» Supplied records

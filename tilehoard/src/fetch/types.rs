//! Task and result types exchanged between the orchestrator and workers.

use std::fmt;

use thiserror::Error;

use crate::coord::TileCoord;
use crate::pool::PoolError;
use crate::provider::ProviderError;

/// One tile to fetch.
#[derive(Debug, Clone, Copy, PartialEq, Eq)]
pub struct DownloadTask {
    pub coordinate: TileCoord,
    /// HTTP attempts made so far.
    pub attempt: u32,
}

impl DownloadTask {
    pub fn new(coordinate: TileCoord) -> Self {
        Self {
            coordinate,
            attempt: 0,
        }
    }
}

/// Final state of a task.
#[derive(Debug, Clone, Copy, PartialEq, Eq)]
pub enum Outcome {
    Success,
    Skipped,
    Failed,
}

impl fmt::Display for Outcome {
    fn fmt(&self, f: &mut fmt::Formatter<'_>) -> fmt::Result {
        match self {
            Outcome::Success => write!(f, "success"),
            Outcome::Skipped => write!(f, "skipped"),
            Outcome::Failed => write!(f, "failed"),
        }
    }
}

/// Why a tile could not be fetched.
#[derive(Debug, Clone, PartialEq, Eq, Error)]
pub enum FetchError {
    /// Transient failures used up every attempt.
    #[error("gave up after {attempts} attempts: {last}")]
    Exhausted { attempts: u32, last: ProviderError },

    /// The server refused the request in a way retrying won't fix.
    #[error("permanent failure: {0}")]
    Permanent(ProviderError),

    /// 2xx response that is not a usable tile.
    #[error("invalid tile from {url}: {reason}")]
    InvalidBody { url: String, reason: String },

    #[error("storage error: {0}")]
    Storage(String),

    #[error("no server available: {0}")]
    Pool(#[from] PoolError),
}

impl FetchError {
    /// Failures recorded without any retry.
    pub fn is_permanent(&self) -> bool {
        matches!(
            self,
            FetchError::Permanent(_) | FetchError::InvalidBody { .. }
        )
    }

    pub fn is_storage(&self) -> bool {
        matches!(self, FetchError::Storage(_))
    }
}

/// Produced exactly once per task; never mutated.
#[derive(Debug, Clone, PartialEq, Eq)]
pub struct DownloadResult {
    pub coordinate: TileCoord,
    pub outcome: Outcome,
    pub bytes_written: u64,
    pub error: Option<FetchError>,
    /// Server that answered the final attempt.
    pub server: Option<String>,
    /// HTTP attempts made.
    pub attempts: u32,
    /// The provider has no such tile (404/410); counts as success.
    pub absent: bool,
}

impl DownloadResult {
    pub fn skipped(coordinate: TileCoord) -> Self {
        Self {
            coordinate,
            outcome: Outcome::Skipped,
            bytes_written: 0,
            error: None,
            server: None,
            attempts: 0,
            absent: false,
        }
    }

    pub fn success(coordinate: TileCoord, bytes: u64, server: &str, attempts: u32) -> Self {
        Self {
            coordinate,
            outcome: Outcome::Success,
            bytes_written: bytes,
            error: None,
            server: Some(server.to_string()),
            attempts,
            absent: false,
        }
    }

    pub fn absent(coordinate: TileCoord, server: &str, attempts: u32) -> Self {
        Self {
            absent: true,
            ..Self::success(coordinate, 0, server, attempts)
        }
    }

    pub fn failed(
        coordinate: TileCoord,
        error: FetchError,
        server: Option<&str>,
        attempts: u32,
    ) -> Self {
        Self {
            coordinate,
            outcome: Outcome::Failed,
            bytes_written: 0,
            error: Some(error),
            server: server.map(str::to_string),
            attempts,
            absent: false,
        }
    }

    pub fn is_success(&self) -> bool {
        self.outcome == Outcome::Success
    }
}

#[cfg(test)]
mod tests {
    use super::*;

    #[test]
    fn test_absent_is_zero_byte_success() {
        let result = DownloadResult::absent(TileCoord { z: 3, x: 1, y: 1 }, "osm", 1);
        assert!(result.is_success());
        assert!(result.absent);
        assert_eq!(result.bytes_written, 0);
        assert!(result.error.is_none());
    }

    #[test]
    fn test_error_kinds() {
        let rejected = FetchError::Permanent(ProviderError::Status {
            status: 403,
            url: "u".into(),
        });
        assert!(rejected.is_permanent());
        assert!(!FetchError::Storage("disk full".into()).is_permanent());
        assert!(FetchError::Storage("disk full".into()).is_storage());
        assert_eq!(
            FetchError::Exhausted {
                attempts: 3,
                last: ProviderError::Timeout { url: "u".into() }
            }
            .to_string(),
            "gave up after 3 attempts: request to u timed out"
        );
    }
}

» Instructions to follow
Wherever a line holds the word "enum", copy that line out of the entries above.

» Written reply
pub enum Outcome {
pub enum FetchError {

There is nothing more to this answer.